Noteworthy are the geographic distributions of the minor X maternal lineage exclusively in North Amerindians (Ojibwa, Navajo, Nuu-Chah-Nulth and Sioux populations) [23,28] and the Clovis lithic culture, also exclusive to North America. Given that X represents ∼4% of the European mtDNAs [29] and the resemblance between Clovis and the Solutrean “bay leaf” industry (southwestern Europe; 22,000–17,000 YBP), the possibility of an additional settlement of North America from Europe has risen [30]. Nevertheless, inadmissibility of a putative European ancestry for North Amerindians has commonly been accepted because of the wide 10,000-year chronological gap between the Clovis and Solutrean cultures, dental and many other morphological similarities between Native Americans and East Asians not Europeans, and finally recent studies of the mtDNA that clearly distinguished the European from the Native American founding X lineage, namely X2a [22,31].

For analogous heritability properties to the mtDNA, the NRY represents a very useful tool to trace back the male lineages of the human populations. Former studies of the initial peopling of America using the NRY reported in Amerindians the predominance of one lineage, Q, absent in any African, Asian or European populations [10,32,33]. The Amerindian-specific Q lineage is made of the ancestral Q* haplogroup, the Y-chromosome lineage that could actually reach America, which afterwards derived into the predominant Q1a3a* lineage, which then evolved very locally into the most derived haplogroup Q1a3a1, found in populations from the western part of South America (59% of the Ticuna, Brazilian State of Amazonas, and 10% of the Wayuu, Guajira peninsula, Colombia [32,34,35]). Q and especially its sublineage Q1a3a* represent the majority of the Amerindian Y-chromosomes in North, Central and South America (up to 100% in many populations), belonging to either the Amerind, Na-Dene and Eskimo-Aleut linguistic family of Greenberg et al.’s [5] classification. Besides the Q lineage, [36] detected a second male founder, C*, a very sporadic Y-chromosome haplogroup found in Asian (Korean and Japanese) and Plains Native American populations of North America (Cheyenne and Keres).
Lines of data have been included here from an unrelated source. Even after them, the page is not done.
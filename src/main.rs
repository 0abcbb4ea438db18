// Prevents additional console window on Windows in release, DO NOT REMOVE!!
#![cfg_attr(not(debug_assertions), windows_subsystem = "windows")]

fn main() {
    exoscan_lib::run()
}
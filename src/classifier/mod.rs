//! The batch classification pipeline: raw backend records → normalized,
//! scored planets → overlapping category cards and summary views.
//!
//! Everything here is pure and synchronous; the workflow layer feeds it
//! the retrain response and owns all I/O.

pub mod categories;
pub mod characteristics;
pub mod normalize;
pub mod score;
pub mod spectral;
pub mod stats;

pub use categories::{classify, toggle_selection, CategoryDef, DEFAULT_CATEGORIES};
pub use characteristics::derive_characteristics;
pub use normalize::normalize;
pub use score::{derived_probability, habitability_score, resolve_probability};
pub use spectral::{classify_stellar_type, energy_budget};
pub use stats::{batch_stats, top_predictions, DETECTION_THRESHOLD};
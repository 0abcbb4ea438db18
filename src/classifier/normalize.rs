use crate::models::{Planet, PlanetMeasurements, RawRecord};

use super::characteristics::derive_characteristics;
use super::score::{habitability_score, resolve_probability};
use super::spectral::{classify_stellar_type, energy_budget};

/// Decimal places for physical quantities.
const PRECISION_PHYSICAL: u32 = 2;
/// Decimal places for sky coordinates.
const PRECISION_COORD: u32 = 6;
/// Decimal places for transit depth (a small flux fraction).
const PRECISION_DEPTH: u32 = 4;

/// Round half away from zero to `decimals` places.
pub fn round(value: f64, decimals: u32) -> f64 {
    let factor = 10f64.powi(decimals as i32);
    (value * factor).round() / factor
}

/// Turn one named raw record into a classified planet.
///
/// Deterministic: score and characteristic thresholds are evaluated on
/// the raw optional fields, then the display measurements are
/// zero-defaulted and rounded. Same record in, identical planet out.
pub fn normalize(name: &str, record: &RawRecord) -> Planet {
    let score = habitability_score(record);

    Planet {
        name: name.to_string(),
        probability: resolve_probability(record, score),
        habitability_score: score,
        characteristics: derive_characteristics(record, score),
        data: PlanetMeasurements {
            orbital_period: round(record.orbital_period.unwrap_or(0.0), PRECISION_PHYSICAL),
            transit_duration: round(record.transit_duration.unwrap_or(0.0), PRECISION_PHYSICAL),
            transit_depth: round(record.transit_depth.unwrap_or(0.0), PRECISION_DEPTH),
            planet_radius: round(record.planet_radius.unwrap_or(0.0), PRECISION_PHYSICAL),
            stellar_temp: round(record.stellar_temp.unwrap_or(0.0), PRECISION_PHYSICAL),
            stellar_radius: round(record.stellar_radius.unwrap_or(0.0), PRECISION_PHYSICAL),
            stellar_mass: round(record.stellar_mass.unwrap_or(0.0), PRECISION_PHYSICAL),
            equilibrium_temp: round(record.equilibrium_temp.unwrap_or(0.0), PRECISION_PHYSICAL),
            insolation_flux: round(record.insolation_flux.unwrap_or(0.0), PRECISION_PHYSICAL),
            koi_model_snr: round(record.koi_model_snr.unwrap_or(0.0), PRECISION_PHYSICAL),
            ra: round(record.ra.unwrap_or(0.0), PRECISION_COORD),
            dec: round(record.dec.unwrap_or(0.0), PRECISION_COORD),
            planet_radius_missing: record.planet_radius_missing,
            stellar_type: classify_stellar_type(record.stellar_temp),
            energy_budget: energy_budget(record.insolation_flux),
        },
    }
}
use std::path::Path;
use std::time::Duration;

use crate::config;
use crate::models::{RawRecord, TuneRequest};

use super::types::{ErrorDetail, HealthResponse, RetrainResponse, TuneResponse, UploadResponse};
use super::BackendError;

/// Seam between the workflow and the prediction/training service.
pub trait PredictionBackend {
    /// `GET /` — fail fast before any upload is attempted.
    fn health_check(&self) -> Result<HealthResponse, BackendError>;

    /// `POST /upload-file` — append a CSV to the server-side dataset.
    fn upload_file(&self, path: &Path) -> Result<UploadResponse, BackendError>;

    /// `POST /upload-row` — append a single observation.
    fn upload_row(&self, record: &RawRecord) -> Result<UploadResponse, BackendError>;

    /// `POST /retrain` — train on the uploaded CSV, returning the scored
    /// record set.
    fn retrain(&self, path: &Path) -> Result<RetrainResponse, BackendError>;

    /// `POST /tune` — hyperparameter search over the stored dataset.
    fn tune(&self, request: &TuneRequest) -> Result<TuneResponse, BackendError>;

    /// `GET /download` — the stored dataset as CSV text.
    fn download_dataset(&self) -> Result<String, BackendError>;
}

/// Production client over blocking reqwest with per-step timeouts.
pub struct HttpPredictionClient {
    base_url: String,
    client: reqwest::blocking::Client,
}

impl HttpPredictionClient {
    pub fn new(base_url: &str) -> Self {
        let client = reqwest::blocking::Client::builder()
            .build()
            .expect("Failed to create HTTP client");

        Self {
            base_url: base_url.trim_end_matches('/').to_string(),
            client,
        }
    }

    /// Client for the configured service URL (`EXOSCAN_BACKEND_URL`
    /// override, localhost default).
    pub fn from_config() -> Self {
        Self::new(&config::backend_url())
    }

    fn url(&self, path: &str) -> String {
        format!("{}{}", self.base_url, path)
    }

    /// Map a transport failure to the step-aware error kinds.
    fn transport_error(
        &self,
        step: &'static str,
        timeout: Duration,
        err: reqwest::Error,
    ) -> BackendError {
        if err.is_connect() {
            BackendError::Connection(self.base_url.clone())
        } else if err.is_timeout() {
            BackendError::Timeout {
                step,
                seconds: timeout.as_secs(),
            }
        } else {
            BackendError::HttpClient(err.to_string())
        }
    }

    /// Turn a non-2xx response into an error carrying the server's
    /// `detail` message when the body has one.
    fn status_error(response: reqwest::blocking::Response) -> BackendError {
        let status = response.status().as_u16();
        let body = response.text().unwrap_or_default();
        let detail = serde_json::from_str::<ErrorDetail>(&body)
            .map(|e| e.detail)
            .unwrap_or(body);
        BackendError::Http { status, detail }
    }

    fn parse<T: serde::de::DeserializeOwned>(
        response: reqwest::blocking::Response,
    ) -> Result<T, BackendError> {
        if !response.status().is_success() {
            return Err(Self::status_error(response));
        }
        response
            .json::<T>()
            .map_err(|e| BackendError::MalformedResponse(e.to_string()))
    }

    fn post_csv<T: serde::de::DeserializeOwned>(
        &self,
        step: &'static str,
        path: &str,
        file: &Path,
        timeout: Duration,
    ) -> Result<T, BackendError> {
        let form = reqwest::blocking::multipart::Form::new().file("file", file)?;
        let response = self
            .client
            .post(self.url(path))
            .multipart(form)
            .timeout(timeout)
            .send()
            .map_err(|e| self.transport_error(step, timeout, e))?;
        Self::parse(response)
    }
}

impl PredictionBackend for HttpPredictionClient {
    fn health_check(&self) -> Result<HealthResponse, BackendError> {
        let timeout = config::HEALTH_TIMEOUT;
        let response = self
            .client
            .get(self.url("/"))
            .timeout(timeout)
            .send()
            .map_err(|e| self.transport_error("health check", timeout, e))?;
        Self::parse(response)
    }

    fn upload_file(&self, path: &Path) -> Result<UploadResponse, BackendError> {
        self.post_csv("upload", "/upload-file", path, config::UPLOAD_TIMEOUT)
    }

    fn upload_row(&self, record: &RawRecord) -> Result<UploadResponse, BackendError> {
        let timeout = config::UPLOAD_TIMEOUT;
        let response = self
            .client
            .post(self.url("/upload-row"))
            .json(&serde_json::json!({ "row": record }))
            .timeout(timeout)
            .send()
            .map_err(|e| self.transport_error("upload row", timeout, e))?;
        Self::parse(response)
    }

    fn retrain(&self, path: &Path) -> Result<RetrainResponse, BackendError> {
        self.post_csv("retrain", "/retrain", path, config::RETRAIN_TIMEOUT)
    }

    fn tune(&self, request: &TuneRequest) -> Result<TuneResponse, BackendError> {
        let timeout = config::TUNE_TIMEOUT;
        let response = self
            .client
            .post(self.url("/tune"))
            .json(request)
            .timeout(timeout)
            .send()
            .map_err(|e| self.transport_error("tune", timeout, e))?;
        Self::parse(response)
    }

    fn download_dataset(&self) -> Result<String, BackendError> {
        let timeout = config::DOWNLOAD_TIMEOUT;
        let response = self
            .client
            .get(self.url("/download"))
            .timeout(timeout)
            .send()
            .map_err(|e| self.transport_error("download", timeout, e))?;
        if !response.status().is_success() {
            return Err(Self::status_error(response));
        }
        response
            .text()
            .map_err(|e| BackendError::MalformedResponse(e.to_string()))
    }
}

/// Mock backend for tests — canned responses with per-step failure
/// injection.
#[derive(Default)]
pub struct MockPredictionBackend {
    pub healthy: bool,
    pub upload_response: Option<UploadResponse>,
    pub retrain_body: Option<String>,
    pub tune_body: Option<String>,
    pub dataset_csv: Option<String>,
}

impl MockPredictionBackend {
    /// A backend where every step succeeds with the given retrain body.
    pub fn healthy_with_data(retrain_body: &str) -> Self {
        Self {
            healthy: true,
            upload_response: Some(UploadResponse {
                status: "ok".into(),
                n_rows_added: 1,
            }),
            retrain_body: Some(retrain_body.to_string()),
            tune_body: None,
            dataset_csv: None,
        }
    }

    fn unavailable() -> BackendError {
        BackendError::Connection("http://localhost:8000".into())
    }
}

impl PredictionBackend for MockPredictionBackend {
    fn health_check(&self) -> Result<HealthResponse, BackendError> {
        if self.healthy {
            Ok(HealthResponse {
                message: "ok".into(),
            })
        } else {
            Err(Self::unavailable())
        }
    }

    fn upload_file(&self, _path: &Path) -> Result<UploadResponse, BackendError> {
        self.upload_response.clone().ok_or_else(|| BackendError::Http {
            status: 400,
            detail: "Failed to read CSV".into(),
        })
    }

    fn upload_row(&self, _record: &RawRecord) -> Result<UploadResponse, BackendError> {
        self.upload_response.clone().ok_or_else(Self::unavailable)
    }

    fn retrain(&self, _path: &Path) -> Result<RetrainResponse, BackendError> {
        let body = self.retrain_body.as_ref().ok_or_else(|| BackendError::Http {
            status: 500,
            detail: "Retraining failed: not enough data".into(),
        })?;
        serde_json::from_str(body).map_err(|e| BackendError::MalformedResponse(e.to_string()))
    }

    fn tune(&self, _request: &TuneRequest) -> Result<TuneResponse, BackendError> {
        let body = self.tune_body.as_ref().ok_or_else(Self::unavailable)?;
        serde_json::from_str(body).map_err(|e| BackendError::MalformedResponse(e.to_string()))
    }

    fn download_dataset(&self) -> Result<String, BackendError> {
        self.dataset_csv.clone().ok_or_else(Self::unavailable)
    }
}
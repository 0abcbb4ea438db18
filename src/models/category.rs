use serde::{Deserialize, Serialize};

use super::planet::Planet;

/// A named, predicate-based view over the classified planet list.
///
/// Cards overlap by design — one planet can appear on several cards —
/// and `count` always equals `planets.len()`.
#[derive(Debug, Clone, PartialEq, Serialize, Deserialize)]
pub struct CategoryCard {
    pub name: String,
    pub description: String,
    /// Icon slug for the frontend icon set.
    pub icon: String,
    /// Accent color tag for the frontend theme.
    pub color: String,
    pub count: usize,
    pub planets: Vec<Planet>,
}
//! Model-training IPC commands: retrain on an uploaded CSV, tune
//! hyperparameters, and export the model manifest.

use std::path::Path;
use std::sync::Arc;

use serde::Serialize;
use tauri::{AppHandle, Emitter, State};

use crate::backend::{BackendError, HttpPredictionClient, PredictionBackend};
use crate::core_state::CoreState;
use crate::export;
use crate::models::{TrainingReport, TuneOutcome, TuneRequest};
use crate::workflow::WorkflowStage;

/// Emitted on `training-progress` as each step begins.
#[derive(Debug, Clone, Serialize)]
pub struct TrainingProgressEvent {
    pub stage: WorkflowStage,
}

/// Health-check then retrain; remembers the report for the manifest.
///
/// Split from the command so it tests against the mock backend.
pub fn run_training(
    state: &CoreState,
    backend: &dyn PredictionBackend,
    path: &Path,
    mut on_stage: impl FnMut(WorkflowStage),
) -> Result<TrainingReport, String> {
    on_stage(WorkflowStage::HealthCheck);
    backend.health_check().map_err(|e| e.to_string())?;

    on_stage(WorkflowStage::Retrain);
    let response = backend.retrain(path).map_err(|e| e.to_string())?;
    let report = response.result.ok_or_else(|| {
        BackendError::MalformedResponse("retrain response carried no training report".into())
            .to_string()
    })?;

    on_stage(WorkflowStage::Complete);
    tracing::info!(
        accuracy = report.accuracy,
        n_train = report.n_train,
        n_val = report.n_val,
        "Model trained"
    );
    state.set_last_training(report.clone());
    Ok(report)
}

/// Train a custom model on a labeled CSV. Blocks on the retrain call,
/// so it runs on the blocking pool.
#[tauri::command]
pub async fn train_model(
    state: State<'_, Arc<CoreState>>,
    app: AppHandle,
    file_path: String,
) -> Result<TrainingReport, String> {
    super::validate_input_file(Path::new(&file_path))?;

    let state = state.inner().clone();
    tokio::task::spawn_blocking(move || {
        let client = HttpPredictionClient::from_config();
        run_training(&state, &client, Path::new(&file_path), move |stage| {
            let _ = app.emit("training-progress", TrainingProgressEvent { stage });
        })
    })
    .await
    .map_err(|e| format!("Training task failed: {e}"))?
}

/// Grid-search hyperparameters over the server-side dataset. The search
/// can run for minutes, so it lives on the blocking pool too.
#[tauri::command]
pub async fn tune_hyperparameters(request: Option<TuneRequest>) -> Result<TuneOutcome, String> {
    let request = request.unwrap_or_default();
    tracing::info!(method = %request.method, cv = request.cv, "Starting hyperparameter search");

    tokio::task::spawn_blocking(move || {
        let client = HttpPredictionClient::from_config();
        let response = client.tune(&request).map_err(|e| e.to_string())?;
        tracing::info!(best_score = response.best_score, "Hyperparameter search finished");
        Ok(TuneOutcome {
            best_params: response.best_params,
            best_score: response.best_score,
        })
    })
    .await
    .map_err(|e| format!("Tuning task failed: {e}"))?
}

/// The downloadable descriptor of the most recent training run, as a
/// pretty-printed JSON payload for the save dialog.
#[tauri::command]
pub fn export_model_manifest(
    state: State<'_, Arc<CoreState>>,
) -> Result<export::ExportPayload, String> {
    let report = state
        .last_training()
        .map_err(|e| e.to_string())?
        .ok_or("No trained model yet — train a model first")?;
    export::manifest_export(&report).map_err(|e| e.to_string())
}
Such a distribution coupled with an average age of the ancestral Q* haplogroup estimated at 15,000 YBP [35] fit with the model of a major migratory event into America circa 18,000–15,000 YBP, which is similar to what was observed for the mtDNA [24]. Afterwards, minor gene flows would have occurred between the Northernmost Asian and American populations and introduced locally the C* male haplogroup into the hinterland of North American (coalescence age for the Native American C*: 9500–7600 YBP [36]).

In addition to mtDNA and NRY genetic studies, the initial settlement of America has received an increased attention by researchers working with craniometrical data, especially since the turn of the 1990s and the full description of the earliest Amerindian cranial remains in North, Central and South America [37]. Chronologically, the available Amerindian cranial dataset dates back from modern times to 13,500 YBP [38] and so far, has been stored into two distinct boxes according to the morphology. Skulls dating from 13,500 YBP to 7000 YBP fall within the range described in South-East Asian specimens from approximately the same period (before 10,000 YBP, Late Pleistocene) as well as into modern Australians aborigines and populations from Oceania. The morphology was thus designated as “Australo-Melanesian” and can be broadly depicted as robust and elongated. Since 7000 YBP, the pattern changes radically in America. The “Australo-Melanesian” morphology is suddenly replaced by slender, shorter and wider skulls, labelled as “Mongoloid” since they are similar to what observed from ∼10,000 YBP to present in Asia [39].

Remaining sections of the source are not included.